* [Goal of the exercise]:
Which lines below include the string "DropboxStorage"? Please show each one.

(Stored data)
========

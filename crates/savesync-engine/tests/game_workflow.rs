mod common;

use std::sync::Arc;
use std::sync::atomic::{AtomicBool, Ordering};
use std::time::Duration;

use async_trait::async_trait;
use common::{StubStorage, harness};
use savesync_core::types::ProviderKind;
use savesync_engine::launcher::GameLauncher;
use savesync_engine::monitor::{GameMonitor, ProcessProbe};
use savesync_engine::{GameOutcome, Result};

struct FakeProcess(AtomicBool);

impl ProcessProbe for FakeProcess {
    fn is_running(&self, _: &str) -> bool {
        self.0.load(Ordering::Acquire)
    }
}

/// Launcher whose "game" runs for `play_time` and then exits.
struct FakeLauncher {
    process: Arc<FakeProcess>,
    play_time: Duration,
    starts: bool,
}

#[async_trait]
impl GameLauncher for FakeLauncher {
    async fn launch(&self) -> Result<()> {
        if !self.starts {
            return Ok(());
        }
        let process = self.process.clone();
        let play_time = self.play_time;
        tokio::spawn(async move {
            process.0.store(true, Ordering::Release);
            tokio::time::sleep(play_time).await;
            process.0.store(false, Ordering::Release);
        });
        Ok(())
    }
}

#[tokio::test]
async fn game_session_restores_then_stores() {
    let dropbox = Arc::new(StubStorage::new(ProviderKind::Dropbox));
    let h = harness(vec![dropbox.clone()], |config| {
        config.sync.restore_source = Some("dropbox".into());
        config.sync.store_targets = vec!["dropbox".into()];
        config.sync.auto_restore = true;
        config.sync.auto_store = true;
        config.game.name = "Test Game".into();
    });

    let process = Arc::new(FakeProcess(AtomicBool::new(false)));
    let monitor = GameMonitor::spawn(
        process.clone(),
        "testgame",
        Duration::from_millis(10),
        h.orchestrator.shutdown_token(),
    );
    let launcher = FakeLauncher {
        process,
        play_time: Duration::from_millis(100),
        starts: true,
    };

    let outcome = h.orchestrator.start_game(&launcher, &monitor).await;
    assert_eq!(outcome, GameOutcome::Played);

    // Auto-restore found nothing, auto-store uploaded one revision.
    assert_eq!(dropbox.downloads.load(Ordering::SeqCst), 0);
    assert_eq!(dropbox.uploads.load(Ordering::SeqCst), 1);
    assert_eq!(
        h.orchestrator.status().status.as_deref(),
        Some("Store done")
    );

    h.orchestrator.dispose().await;
    monitor.join().await;
}

#[tokio::test]
async fn game_that_never_starts_times_out() {
    let dropbox = Arc::new(StubStorage::new(ProviderKind::Dropbox));
    let h = harness(vec![dropbox.clone()], |config| {
        config.sync.store_targets = vec!["dropbox".into()];
        config.sync.auto_store = true;
        config.timeouts.game_start_secs = 1;
    });

    let process = Arc::new(FakeProcess(AtomicBool::new(false)));
    let monitor = GameMonitor::spawn(
        process.clone(),
        "testgame",
        Duration::from_millis(10),
        h.orchestrator.shutdown_token(),
    );
    let launcher = FakeLauncher {
        process,
        play_time: Duration::ZERO,
        starts: false,
    };

    let outcome = h.orchestrator.start_game(&launcher, &monitor).await;
    assert!(matches!(outcome, GameOutcome::Failed(_)));
    assert_eq!(
        h.orchestrator.status().status.as_deref(),
        Some("Error: The game didn't start within 1 seconds.")
    );
    assert_eq!(dropbox.uploads.load(Ordering::SeqCst), 0);

    h.orchestrator.dispose().await;
    monitor.join().await;
}
/// Integration tests for the Dropbox and Google Drive backends.
///
/// These tests require real access tokens and are skipped if env vars are not set.
///
/// Run with:
///   DROPBOX_TEST_TOKEN="..." \
///   GDRIVE_TEST_TOKEN="..." \
///   cargo test -p savesync-storage --test cloud_providers -- --nocapture
#[cfg(any(feature = "dropbox", feature = "gdrive"))]
mod common {
    use std::sync::Arc;
    use std::time::Duration;

    use savesync_core::revision;
    use savesync_keys::CredentialStore;
    use savesync_keys::plain::PlainProtector;
    use savesync_storage::CloudStorage;
    use savesync_storage::auth::OAuthToken;
    use tempfile::TempDir;
    use tokio_util::sync::CancellationToken;

    pub fn store_with_token(tmp: &TempDir, provider_id: &str, access_token: &str) -> Arc<CredentialStore> {
        let store = CredentialStore::new(tmp.path(), Box::new(PlainProtector)).unwrap();
        OAuthToken {
            access_token: access_token.to_string(),
            refresh_token: None,
            expires_at: None,
        }
        .save(&store, provider_id)
        .unwrap();
        Arc::new(store)
    }

    pub async fn exercise(storage: &dyn CloudStorage) {
        let cancel = CancellationToken::new();
        storage.initialize(&cancel).await.expect("initialize failed");

        let root = format!("/savesync-test-{}", revision::format(revision::now()));
        let name = revision::remote_filename(&root, revision::now());
        assert!(storage.upload(&name, b"payload".to_vec(), &cancel).await.unwrap());

        let files = storage.list_files(&root, &cancel).await.unwrap();
        assert_eq!(files.len(), 1, "expected exactly one revision");
        let data = storage.download(&files[0], &cancel).await.unwrap();
        assert_eq!(data, b"payload");

        assert!(
            storage
                .delete_many(&files, Duration::from_secs(20), &cancel)
                .await
                .unwrap()
        );
        assert!(storage.list_files(&root, &cancel).await.unwrap().is_empty());
        storage.dispose().await;
    }
}

#[cfg(feature = "dropbox")]
mod dropbox_tests {
    use std::sync::Arc;

    use savesync_storage::auth::NonInteractivePrompt;
    use savesync_storage::dropbox::DropboxStorage;
    use tempfile::TempDir;

    #[tokio::test]
    async fn dropbox_roundtrip() {
        let Ok(token) = std::env::var("DROPBOX_TEST_TOKEN") else {
            eprintln!("SKIP: DROPBOX_TEST_TOKEN not set");
            return;
        };
        let app_key = std::env::var("DROPBOX_TEST_APP_KEY").unwrap_or_default();
        let tmp = TempDir::new().unwrap();
        let store = super::common::store_with_token(&tmp, "dropbox", &token);
        let storage = DropboxStorage::new(&app_key, None, store, Arc::new(NonInteractivePrompt));
        super::common::exercise(&storage).await;
    }
}

#[cfg(feature = "gdrive")]
mod gdrive_tests {
    use std::sync::Arc;

    use savesync_storage::auth::NonInteractivePrompt;
    use savesync_storage::gdrive::GoogleDriveStorage;
    use tempfile::TempDir;

    #[tokio::test]
    async fn gdrive_roundtrip() {
        let Ok(token) = std::env::var("GDRIVE_TEST_TOKEN") else {
            eprintln!("SKIP: GDRIVE_TEST_TOKEN not set");
            return;
        };
        let client_id = std::env::var("GDRIVE_TEST_CLIENT_ID").unwrap_or_default();
        let tmp = TempDir::new().unwrap();
        let store = super::common::store_with_token(&tmp, "google-drive", &token);
        let storage = GoogleDriveStorage::new(
            "SaveSync tests",
            &client_id,
            None,
            store,
            Arc::new(NonInteractivePrompt),
        );
        super::common::exercise(&storage).await;
    }
}
use std::path::{Path, PathBuf};

use crate::archive;
use crate::error::Result;
use crate::revision;
use crate::types::{ArchiveMode, RemoteFileInfo};

/// Local-only history of zip snapshots taken before each restore.
///
/// Snapshots are named by timestamp and never pruned.
#[derive(Debug, Clone)]
pub struct LocalBackups {
    dir: PathBuf,
}

impl LocalBackups {
    pub fn new(dir: &Path) -> Result<Self> {
        std::fs::create_dir_all(dir)?;
        Ok(Self {
            dir: dir.to_path_buf(),
        })
    }

    pub fn dir(&self) -> &Path {
        &self.dir
    }

    /// Snapshot `save_path` into `{dir}/{timestamp}.zip`.
    ///
    /// Returns `None` without writing anything when there is no save data yet.
    pub fn backup(&self, save_path: &Path, mode: ArchiveMode) -> Result<Option<PathBuf>> {
        if !save_path.is_dir() {
            tracing::info!(path = %save_path.display(), "No local save data to back up");
            return Ok(None);
        }

        let archive = archive::pack(save_path, mode)?;
        let target = self.dir.join(revision::archive_filename(revision::now()));
        std::fs::write(&target, archive.into_inner())?;

        tracing::info!(backup = %target.display(), "Local save data backed up");
        Ok(Some(target))
    }

    /// Snapshots present in the backup folder, newest first.
    pub fn list(&self) -> Result<Vec<RemoteFileInfo>> {
        let mut found = Vec::new();
        for entry in std::fs::read_dir(&self.dir)? {
            let entry = entry?;
            if !entry.file_type()?.is_file() {
                continue;
            }
            let name = entry.file_name().to_string_lossy().into_owned();
            if revision::is_archive_name(&name) {
                let path = entry.path().display().to_string();
                found.push(RemoteFileInfo::parse(&name, &path));
            }
        }
        Ok(revision::sort_descending(found))
    }
}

========

* [Finished task]:
    use savesync_storage::dropbox::DropboxStorage;
        let storage = DropboxStorage::new(&app_key, None, store, Arc::new(NonInteractivePrompt));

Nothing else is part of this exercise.